Tutorial: Linear Regression – Sklearn regression model (#3/281120191333)

In the previous part, we tried to build a model by trying to explain the level of carbon monoxide pollution based on temperature and pressure. Despite the use of shift, the model proved to be inefficient. We will return to this model later. Meanwhile, we will now perform a linear regression model in Sklearn and Tensorflow.

In [1]:
import pandas as pd
df = pd.read_csv('c:/TF/AirQ_filled2.csv')
df.head(3)
Out[1]:
Unnamed: 0 Unnamed: 0.1 Unnamed: 0.1.1 Date Time CO(GT) PT08.S1(CO) C6H6(GT) PT08.S2(NMHC) NOx(GT) PT08.S4(NO2) PT08.S5(O3) T RH AH DATE Month Weekday Weekday_name Hours
0 0 0 0 10/03/2004 18.00.00 2.6 1360.0 11.9 1046.0 166.0 1692.0 1268.0 13.6 48.9 0.7578 2004-03-10 18:00:00 3 2 Wednesday 18
1 1 1 1 10/03/2004 19.00.00 2.0 1292.0 9.4 955.0 103.0 1559.0 972.0 13.3 47.7 0.7255 2004-03-10 19:00:00 3 2 Wednesday 19
2 2 2 2 10/03/2004 20.00.00 2.2 1402.0 9.0 939.0 131.0 1555.0 1074.0 11.9 54.0 0.7502 2004-03-10 20:00:00 3 2 Wednesday 20

3 rows × 22 columns

In [2]:
del df['Unnamed: 0']

Checking the correlation with the result variable

We will consider carbon monoxide CO pollution as the result variable

In [3]:
CORREL = df.corr().sort_values('CO(GT)')
PCK = CORREL['CO(GT)'].to_frame().sort_values('CO(GT)')
PCK
Out[3]:
CO(GT)
PT08.S3(NOx) -0.715683
Weekday -0.140231
RH 0.020122
AH 0.025227
T 0.025639
Unnamed: 0.1 0.042099
Unnamed: 0.1.1 0.042099
Month 0.112291
Hours 0.344071
PT08.S4(NO2) 0.631854
NO2(GT) 0.682774
NOx(GT) 0.773677
PT08.S5(O3) 0.858762
PT08.S1(CO) 0.886114
PT08.S2(NMHC) 0.918386
C6H6(GT) 0.932584
CO(GT) 1.000000
In [4]:
import matplotlib.pyplot as plt

plt.figure(figsize=(10,8))
PCK.plot(kind='barh', color='#6d9eeb')
plt.title('Correlation with the resulting variable: CO ', fontsize=20)
plt.xlabel('Correlation level')
plt.ylabel('Continuous independent variables')
Out[4]:
Text(0, 0.5, 'Continuous independent variables')
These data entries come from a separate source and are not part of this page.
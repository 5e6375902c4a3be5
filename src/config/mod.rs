//! Configuration loading for pagelens

mod schema;

pub use schema::{Config, ConfigOverride, EffectiveConfig};

use anyhow::{Context, Result};
use globset::{Glob, GlobSet, GlobSetBuilder};
use std::collections::HashSet;
use std::fs;
use std::path::{Path, PathBuf};
use walkdir::WalkDir;

pub const CONFIG_FILENAME: &str = ".pagelensrc.json";

/// Find and load config file with extends resolution. Searches current directory then parents.
pub fn load_config(work_dir: &Path, custom_path: Option<&Path>) -> Result<Config> {
    let path = if let Some(p) = custom_path {
        let path = if p.is_absolute() {
            p.to_path_buf()
        } else {
            work_dir.join(p)
        };
        if path.exists() {
            Some(path)
        } else {
            anyhow::bail!("Config file not found: {}", path.display());
        }
    } else {
        find_config_in_parents(work_dir)
    };

    match path {
        Some(path) => {
            tracing::debug!(path = %path.display(), "loading config");
            load_config_with_extends(&path, &mut HashSet::new())
        }
        None => Ok(Config::default()),
    }
}

/// Load a config file and resolve extends chain
fn load_config_with_extends(config_path: &Path, visited: &mut HashSet<PathBuf>) -> Result<Config> {
    let canonical = config_path
        .canonicalize()
        .unwrap_or_else(|_| config_path.to_path_buf());
    if !visited.insert(canonical) {
        anyhow::bail!(
            "Circular extends detected in config: {}",
            config_path.display()
        );
    }

    let content = fs::read_to_string(config_path)
        .with_context(|| format!("Failed to read config: {}", config_path.display()))?;
    let mut config: Config = serde_json::from_str(&content)
        .with_context(|| format!("Invalid JSON in config: {}", config_path.display()))?;

    if let Some(extends) = config.extends.take() {
        let base_config = resolve_extends(config_path, &extends, visited)?;
        config.merge_from(base_config);
    }

    Ok(config)
}

/// Resolve an extends reference (relative to the referencing config, or absolute)
fn resolve_extends(
    config_path: &Path,
    extends: &str,
    visited: &mut HashSet<PathBuf>,
) -> Result<Config> {
    let config_dir = config_path.parent().unwrap_or(Path::new("."));

    let extends_path = if Path::new(extends).is_absolute() {
        PathBuf::from(extends)
    } else {
        config_dir.join(extends)
    };

    let extends_path = if extends_path.extension().is_none() {
        extends_path.with_extension("json")
    } else {
        extends_path
    };

    if !extends_path.exists() {
        anyhow::bail!(
            "Extended config not found: {} (referenced from {})",
            extends_path.display(),
            config_path.display()
        );
    }

    load_config_with_extends(&extends_path, visited)
}

/// Search for .pagelensrc.json in directory and its parents
fn find_config_in_parents(start: &Path) -> Option<PathBuf> {
    let mut dir = start;
    loop {
        let candidate = dir.join(CONFIG_FILENAME);
        if candidate.exists() {
            return Some(candidate);
        }
        dir = dir.parent()?;
    }
}

/// Build a GlobSet from ignore patterns for path matching
pub fn build_ignore_set(patterns: &[String]) -> Result<GlobSet> {
    let mut builder = GlobSetBuilder::new();
    for pattern in patterns {
        let glob =
            Glob::new(pattern).with_context(|| format!("Invalid ignore pattern: {}", pattern))?;
        builder.add(glob);
    }
    builder.build().map_err(|e| anyhow::anyhow!("{}", e))
}

/// Check if a path should be ignored based on config glob patterns
pub fn is_ignored(path: &Path, ignore_set: &GlobSet) -> bool {
    ignore_set.is_match(path)
}

/// Whether a file name ends with one of the HTML suffixes
pub fn is_html_file(path: &Path, html_patterns: &[&str]) -> bool {
    let Some(name) = path.file_name().and_then(|n| n.to_str()) else {
        return false;
    };
    if path
        .components()
        .any(|c| c.as_os_str() == "node_modules" || c.as_os_str() == ".git")
    {
        return false;
    }
    let lower = name.to_ascii_lowercase();
    html_patterns
        .iter()
        .any(|p| lower.ends_with(&p.to_ascii_lowercase()))
}

/// Collect HTML pages under a file or directory, sorted, minus ignored paths
pub fn collect_html_files(
    path: &Path,
    ignore_set: Option<&GlobSet>,
    html_patterns: &[&str],
) -> Result<Vec<PathBuf>> {
    if path.is_file() {
        if ignore_set.is_some_and(|set| is_ignored(path, set)) {
            return Ok(vec![]);
        }
        return Ok(vec![path.to_path_buf()]);
    }

    if !path.is_dir() {
        anyhow::bail!("Path does not exist: {}", path.display());
    }

    let mut files: Vec<PathBuf> = WalkDir::new(path)
        .follow_links(true)
        .into_iter()
        .filter_map(|e| e.ok())
        .filter(|e| e.file_type().is_file())
        .map(|e| e.into_path())
        .filter(|p| is_html_file(p, html_patterns))
        .filter(|p| !ignore_set.is_some_and(|set| is_ignored(p, set)))
        .collect();

    files.sort();
    Ok(files)
}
Part one: Linear regression in Sklearn

Declares X, y variables into the model. To the set of describing variables does not give data in text and date format.

In [5]:
df.columns
Out[5]:
Index(['Unnamed: 0.1', 'Unnamed: 0.1.1', 'Date', 'Time', 'CO(GT)',
       'PT08.S1(CO)', 'C6H6(GT)', 'PT08.S2(NMHC)', 'NOx(GT)', 'PT08.S3(NOx)',
       'NO2(GT)', 'PT08.S4(NO2)', 'PT08.S5(O3)', 'T', 'RH', 'AH', 'DATE',
       'Month', 'Weekday', 'Weekday_name', 'Hours'],
      dtype='object')
In [6]:
X = df[['PT08.S1(CO)','C6H6(GT)','PT08.S2(NMHC)','NOx(GT)','PT08.S3(NOx)','NO2(GT)','PT08.S4(NO2)','PT08.S5(O3)','T','RH', 'AH'
        ,'Month','Weekday','Hours']].values
y = df['CO(GT)'].values

I divide the collection into training variables and test variables.

In [7]:
from sklearn.model_selection import train_test_split 
from sklearn.linear_model import LinearRegression

X_train, X_test, y_train, y_test = train_test_split(X, y, test_size=0.2, random_state=0)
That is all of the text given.